La quotidianità vissuta insieme negli anni di Gs e del Clu, le montagne, le serate, gli spettacoli, le partite di calcio, dove dava il massimo, l’impegno in università nei duri anni Settanta a Genova, ci hanno reso capaci di vivere fino in fondo, rischiando tutto nelle cose che sceglievamo e che avremmo scelto in futuro.

Perri aveva un carattere forte e non certo remissivo, ma se voleva bene era impagabile. Lo ha dimostrato in questi anni l’appuntamento che organizzava una volta all’anno con i compagni di classe e gli amici più cari della Liguria. Spesso era l’occasione per raccontare qualcosa della sua esperienza, per degustare qualcosa di speciale o per presentarci il suo ultimo libro. In ogni caso era diventato un appuntamento per tutti imperdibile.

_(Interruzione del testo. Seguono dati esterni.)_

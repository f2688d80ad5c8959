//! Language-level exceptions.
//!
//! Exceptions unwind within a single process and never cross process
//! boundaries; an uncaught exception becomes the process exit reason
//! (wrapped per class: a `throw` becomes `{nocatch, Reason}`, an `error`
//! pairs with its stack trace).

use crate::term::{atoms, Atom, OpaqueTerm};

#[derive(Debug, Clone, Copy, PartialEq, Eq)]
pub enum ExceptionClass {
    Throw,
    Error,
    Exit,
}

impl ExceptionClass {
    pub fn as_atom(self) -> Atom {
        match self {
            Self::Throw => atoms::THROW,
            Self::Error => atoms::ERROR,
            Self::Exit => atoms::EXIT,
        }
    }

    pub fn from_atom(atom: Atom) -> Option<Self> {
        match atom {
            a if a == atoms::THROW => Some(Self::Throw),
            a if a == atoms::ERROR => Some(Self::Error),
            a if a == atoms::EXIT => Some(Self::Exit),
            _ => None,
        }
    }
}

/// An in-flight exception. `reason` and `trace` live on the heap of the
/// process that raised it.
#[derive(Debug, Clone, Copy)]
pub struct Exception {
    pub class: ExceptionClass,
    pub reason: OpaqueTerm,
    pub trace: OpaqueTerm,
}

impl Exception {
    pub fn error(reason: OpaqueTerm) -> Self {
        Self { class: ExceptionClass::Error, reason, trace: OpaqueTerm::NIL }
    }

    pub fn throw(reason: OpaqueTerm) -> Self {
        Self { class: ExceptionClass::Throw, reason, trace: OpaqueTerm::NIL }
    }

    pub fn exit(reason: OpaqueTerm) -> Self {
        Self { class: ExceptionClass::Exit, reason, trace: OpaqueTerm::NIL }
    }

    /// The stock `badarg` error.
    pub fn badarg() -> Self {
        Self::error(OpaqueTerm::make_atom(atoms::BADARG))
    }

    pub fn badarith() -> Self {
        Self::error(OpaqueTerm::make_atom(atoms::BADARITH))
    }

    pub fn undef() -> Self {
        Self::error(OpaqueTerm::make_atom(atoms::UNDEF))
    }

    pub fn system_limit() -> Self {
        Self::error(OpaqueTerm::make_atom(atoms::SYSTEM_LIMIT))
    }
}
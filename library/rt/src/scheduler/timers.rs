//! Receive-timeout timers.
//!
//! A single global deadline map serves every scheduler: `receive after T`
//! arms an entry, a successful match cancels it, and scheduler threads
//! fire whatever has expired on each trip around their loop. Precision
//! follows the scheduler wakeup cadence, which is all the soft-real-time
//! contract asks for.

use std::collections::BTreeMap;
use std::sync::atomic::{AtomicU64, Ordering};
use std::time::{Duration, Instant};

use hashbrown::HashMap;
use lazy_static::lazy_static;
use parking_lot::Mutex;

use crate::process::ProcessId;

struct TimerWheel {
    /// (deadline, token) → pid; the token disambiguates equal deadlines
    deadlines: Mutex<BTreeMap<(Instant, u64), ProcessId>>,
    index: Mutex<HashMap<u64, Instant>>,
}

lazy_static! {
    static ref WHEEL: TimerWheel = TimerWheel {
        deadlines: Mutex::new(BTreeMap::new()),
        index: Mutex::new(HashMap::new()),
    };
}

static NEXT_TOKEN: AtomicU64 = AtomicU64::new(1);

/// Arms a timeout for `pid`, returning a token for cancellation.
pub fn arm(timeout: Duration, pid: ProcessId) -> u64 {
    let token = NEXT_TOKEN.fetch_add(1, Ordering::Relaxed);
    let deadline = Instant::now() + timeout;
    WHEEL.deadlines.lock().insert((deadline, token), pid);
    WHEEL.index.lock().insert(token, deadline);
    token
}

/// Cancels a previously armed timeout; idempotent.
pub fn cancel(token: u64) {
    if let Some(deadline) = WHEEL.index.lock().remove(&token) {
        WHEEL.deadlines.lock().remove(&(deadline, token));
    }
}

/// Removes and returns every timer that has expired by `now`.
pub fn take_expired(now: Instant) -> Vec<(u64, ProcessId)> {
    let mut deadlines = WHEEL.deadlines.lock();
    let mut expired = Vec::new();
    while let Some((&(deadline, token), &pid)) = deadlines.iter().next() {
        if deadline > now {
            break;
        }
        deadlines.remove(&(deadline, token));
        expired.push((token, pid));
    }
    drop(deadlines);
    if !expired.is_empty() {
        let mut index = WHEEL.index.lock();
        for (token, _) in &expired {
            index.remove(token);
        }
    }
    expired
}

/// The soonest pending deadline, for idle-sleep bounding.
pub fn next_deadline() -> Option<Instant> {
    WHEEL.deadlines.lock().keys().next().map(|(deadline, _)| *deadline)
}
//! The built-in function layer.
//!
//! BIFs run inline on the calling scheduler. Each receives a [`BifContext`]
//! that exposes the argument window by position — arguments are re-read
//! from the register file on every access, so a collection triggered by
//! an allocating helper can never leave a BIF holding a stale term.
//! Reduction costs are charged through the context: the default is one,
//! size-proportional BIFs charge `1 + size/64`.

pub mod erlang;

use std::sync::Arc;

use hashbrown::HashMap;
use lazy_static::lazy_static;

use ember_rt::error::Exception;
use ember_rt::heap::HeapFull;
use ember_rt::process::{collect_garbage, Process, ProcessBody};
use ember_rt::scheduler::Scheduler;
use ember_rt::term::{Atom, OpaqueTerm};

pub enum BifOutcome {
    Value(OpaqueTerm),
    Halt(i32),
}

pub type Bif = fn(&mut BifContext<'_>) -> Result<BifOutcome, Exception>;

pub struct BifContext<'a> {
    pub scheduler: &'a Scheduler,
    pub process: &'a Arc<Process>,
    pub body: &'a mut ProcessBody,
    base: u16,
    arity: u8,
    pub reds: &'a mut i64,
}

impl<'a> BifContext<'a> {
    pub fn new(
        scheduler: &'a Scheduler,
        process: &'a Arc<Process>,
        body: &'a mut ProcessBody,
        base: u16,
        arity: u8,
        reds: &'a mut i64,
    ) -> Self {
        Self { scheduler, process, body, base, arity, reds }
    }

    /// The i-th argument, read fresh from the register window.
    #[inline]
    pub fn arg(&self, i: usize) -> OpaqueTerm {
        debug_assert!(i < self.arity as usize);
        self.body.regs[self.base as usize + i]
    }

    pub fn arity(&self) -> usize {
        self.arity as usize
    }

    /// Absolute register index of argument `i`; build closures capture
    /// this to re-read arguments across a collection.
    pub fn arg_register(&self, i: usize) -> usize {
        self.base as usize + i
    }

    pub fn charge(&mut self, cost: i64) {
        *self.reds -= cost;
    }

    /// Runs an allocating construction, collecting and retrying on
    /// exhaustion. The closure must re-read its inputs (e.g. via
    /// register indices) on every attempt.
    pub fn build(
        &mut self,
        mut f: impl FnMut(&mut ProcessBody) -> Result<OpaqueTerm, HeapFull>,
    ) -> OpaqueTerm {
        with_retry(self.body, &mut f)
    }
}

/// Collect-and-retry helper shared by the BIF and NIF glue.
pub fn with_retry<T>(
    body: &mut ProcessBody,
    f: &mut impl FnMut(&mut ProcessBody) -> Result<T, HeapFull>,
) -> T {
    loop {
        match f(body) {
            Ok(value) => return value,
            Err(HeapFull { need }) => {
                collect_garbage(body, need);
            }
        }
    }
}

struct BifTable {
    entries: HashMap<(Atom, Atom, u8), Bif>,
    erlang: Atom,
    apply: Atom,
}

impl BifTable {
    fn build() -> Self {
        let erlang = Atom::intern("erlang").expect("atom table exhausted at boot");
        let apply = Atom::intern("apply").expect("atom table exhausted at boot");
        let mut entries = HashMap::new();
        erlang::register(&mut entries);
        Self { entries, erlang, apply }
    }
}

lazy_static! {
    static ref TABLE: BifTable = BifTable::build();
}

pub fn lookup(module: Atom, function: Atom, arity: u8) -> Option<Bif> {
    TABLE.entries.get(&(module, function, arity)).copied()
}

/// The `erlang` module atom (BIF namespace and `apply/3` interception).
pub fn erlang_module() -> Atom {
    TABLE.erlang
}

pub fn apply_atom() -> Atom {
    TABLE.apply
}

Noi due abbiamo condiviso anche il lavoro nel mondo dello sport: io come medico, lui come giornalista e scrittore. È venuto due volte nel Tigullio a sostenermi come moderatore negli incontri sullo sport da me organizzati invitando personalmente alcuni ospiti. La condivisione e i giudizi schietti, il confronto sincero, la storia nel movimento di Cl, l’amicizia e l’affetto con la sua famiglia mi hanno reso compagno Perri per cinquant’anni. Il dolore che provo è immenso, ma la gratitudine per averlo avuto come amico sovrasta questo dolore. Possiamo vivere “il centuplo quaggiù”: il rapporto con Perri me lo ha sempre confermato.